No termina aquí el asunto de la orina desmadrada, que no se arregla, no, con lavarse las intimidades, sino que me tiene muy preocupado por temor a que la orina se me escape por la misma razón que a otros amigos se les desmadran las analíticas -porque me estoy enterando de que a los amigos les está, de un tiempo a esta parte, subiendo mucho el colesterol. Y a mí, lo que me pasa, es que llevo una temporada en que no termino nunca de mear, lo cual es una gran molestia higiénica y social. Es, ni más ni menos, el universal fenómeno de la última gota, pero en unos términos en que ya compromete mi dignidad personal. Llevo, ya digo, una buena temporada notando que mis últimas se comportan de modo bastante desleal, quiero decir que se me quedan escondidas y salen cuando ya no las espero. Vamos, que me organizan emboscadas y me pillan siempre desprevenido. Lo mismo que los peores bandoleros no esperan al viajero en los recodos del camino, donde podría estar alerta y prevenido, sino que lo atacan cuando, a la vista del refugio, ya se piensa a salvo, las mías tienen la costumbre de asomar en el momento en que, creyendo el trámite acabado, vuelvo a meter en el calzoncillo mi cosita. Son las mías, pues, gotas bandoleras, traicioneras y currojimenescas.

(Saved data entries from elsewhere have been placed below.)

// Domain modules
pub mod error;
pub mod prediction;

pub use error::{CheckError, Result};
pub use prediction::{CheckOutcome, CheckRequest, PredictionResult};
use serde::{Deserialize, Serialize};

/// JSON body for a single-question check. A `None` topic is omitted from
/// the serialized body entirely.
#[derive(Debug, Clone, Serialize)]
pub struct CheckRequest {
    pub question: String,
    #[serde(skip_serializing_if = "Option::is_none")]
    pub topic: Option<String>,
}

/// The service's verdict on one question. Field names follow the wire
/// format; `question` and `predicted_topic` only appear in bulk responses,
/// `invalid_topic` only when a topic was submitted alongside the question.
#[derive(Debug, Clone, PartialEq, Serialize, Deserialize)]
pub struct PredictionResult {
    #[serde(default)]
    pub question: String,
    pub similar_questions: bool,
    pub same_topic: bool,
    pub similar_question_name: String,
    #[serde(default)]
    pub predicted_topic: Option<String>,
    #[serde(default)]
    pub invalid_topic: Option<bool>,
    pub marks: u32,
    pub weightage: u32,
}

/// A check response is either one verdict or an ordered batch of them.
/// Decoded once at the API boundary so rendering can match on the variant
/// instead of inspecting JSON shapes.
#[derive(Debug, Clone, PartialEq, Serialize, Deserialize)]
#[serde(untagged)]
pub enum CheckOutcome {
    Bulk(Vec<PredictionResult>),
    Single(PredictionResult),
}

#[cfg(test)]
mod tests {
    use super::*;

    #[test]
    fn single_object_decodes_with_absent_optionals() {
        let raw = r#"{
            "similar_questions": true,
            "same_topic": false,
            "similar_question_name": "Q1",
            "marks": 5,
            "weightage": 2
        }"#;
        let outcome: CheckOutcome = serde_json::from_str(raw).unwrap();
        match outcome {
            CheckOutcome::Single(result) => {
                assert!(result.similar_questions);
                assert!(!result.same_topic);
                assert_eq!(result.similar_question_name, "Q1");
                assert_eq!(result.marks, 5);
                assert_eq!(result.weightage, 2);
                assert_eq!(result.question, "");
                assert_eq!(result.predicted_topic, None);
                assert_eq!(result.invalid_topic, None);
            }
            CheckOutcome::Bulk(_) => panic!("expected a single result"),
        }
    }

    #[test]
    fn topic_response_carries_the_invalid_flag() {
        let raw = r#"{
            "similar_questions": false,
            "same_topic": false,
            "similar_question_name": "",
            "invalid_topic": true,
            "marks": 0,
            "weightage": 0
        }"#;
        let outcome: CheckOutcome = serde_json::from_str(raw).unwrap();
        let CheckOutcome::Single(result) = outcome else {
            panic!("expected a single result");
        };
        assert_eq!(result.invalid_topic, Some(true));
    }

    #[test]
    fn bulk_array_decodes_in_input_order() {
        let raw = r#"[
            {
                "question": "What is TCP?",
                "similar_questions": true,
                "same_topic": true,
                "similar_question_name": "Explain TCP",
                "predicted_topic": "Networks",
                "marks": 5,
                "weightage": 2
            },
            {
                "question": "Define a stack.",
                "similar_questions": false,
                "same_topic": false,
                "similar_question_name": "",
                "predicted_topic": "Data Structures",
                "marks": 2,
                "weightage": 1
            }
        ]"#;
        let outcome: CheckOutcome = serde_json::from_str(raw).unwrap();
        let CheckOutcome::Bulk(rows) = outcome else {
            panic!("expected a bulk result");
        };
        assert_eq!(rows.len(), 2);
        assert_eq!(rows[0].question, "What is TCP?");
        assert_eq!(rows[0].predicted_topic.as_deref(), Some("Networks"));
        assert_eq!(rows[1].question, "Define a stack.");
        assert!(!rows[1].similar_questions);
    }

    #[test]
    fn empty_array_is_an_empty_bulk_result() {
        let outcome: CheckOutcome = serde_json::from_str("[]").unwrap();
        assert_eq!(outcome, CheckOutcome::Bulk(Vec::new()));
    }

    #[test]
    fn topic_is_omitted_from_a_topicless_request() {
        let body = serde_json::to_value(CheckRequest {
            question: "What is TCP/IP?".to_string(),
            topic: None,
        })
        .unwrap();
        assert_eq!(body, serde_json::json!({ "question": "What is TCP/IP?" }));
    }

    #[test]
    fn chosen_topic_is_sent_alongside_the_question() {
        let body = serde_json::to_value(CheckRequest {
            question: "What is TCP/IP?".to_string(),
            topic: Some("Networks".to_string()),
        })
        .unwrap();
        assert_eq!(
            body,
            serde_json::json!({ "question": "What is TCP/IP?", "topic": "Networks" })
        );
    }
}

Total, que me voy a contárselo al médico, a decirle que mis últimas, señor, me están dando mala vida. Es la primera vez que voy al urólogo. Quiero decir por decisión propia, porque ya estuve una vez, de pequeñito, para que me operaran de fimosis. Hay que ver la faena que da mi cosita para lo poco que la pongo a trabajar. En cada revisión médica del colegio -que no fueron pocas- les decían a mis padres que no debían estar tan preocupados porque su niño fuera miope y cabezón, que en el fondo era normal y casos similares se habían conocido pero que -por otra parte- yo venía a ser como uno de esos perros chinos que tienen demasiada piel para la cantidad de cuerpo, con la diferencia de que a ellos les sobra por todo el cuerpo y hasta les queda gracioso, mientras que a mí sólo me sobraba en la colita, y que eso, gracia, tenía más bien poca. Al final hicieron caso y me trataron, aunque no voy a ponerme ahora a desarrollar el tema.

Pues eso, que me fui a contárselo al urólogo. Un señor, por cierto, muy serio y reputado. Uno muy bueno, -me dije- para que acabe de una vez con esta guerrilla urinaria. A mí me dio buena impresión y además me pareció muy majo, el hombre: muy amable sin dejar por eso de irradiar sabiduría y seriedad. Uno se esos médicos a los que uno confía sus más vergonzosas intimidades, incluso esta de las gotitas. Por todo eso -aquella confortable combinación de confianza y seriedad- estuve a punto de meter la pata. Es que me extrañó tanto que se pusiera a hacer dibujitos mientras yo le contaba mis cosas, que estuve a punto de decirle: “¿No le da vergüenza, doctor, a su edad, ponerse a dibujar pollas en un papel?”. Menos mal que recordé a tiempo que se trataba de un urólogo y que el dibujo serviría -seguramente- para explicarme el diagnóstico. Pero yo, claro, es que no me lo esperaba y no podía apartar la vista del dibujo, que me resultaba -la falta de costumbre- extrañamente obsceno. Con aquel croquis me contó una historia de caminos, canales y puertos que para él podría ser, a falta de más análisis, la explicación de la falta de seguridad ciudadana en los circuitos de mi orina. Ahora me faltan algunas pruebecillas más, a ver si se trata de algo llamado divertículo uretral. Esto significa, en román paladino, que cuentas en la red de distribución con una especie de embalse -natural y redundante- que queda fuera de control y se llena y vacía a voluntad. Por eso pasa que la última se me viene encima cuando quiere. Ya veremos en qué queda todo esto. Por el momento, a las pruebas os remito.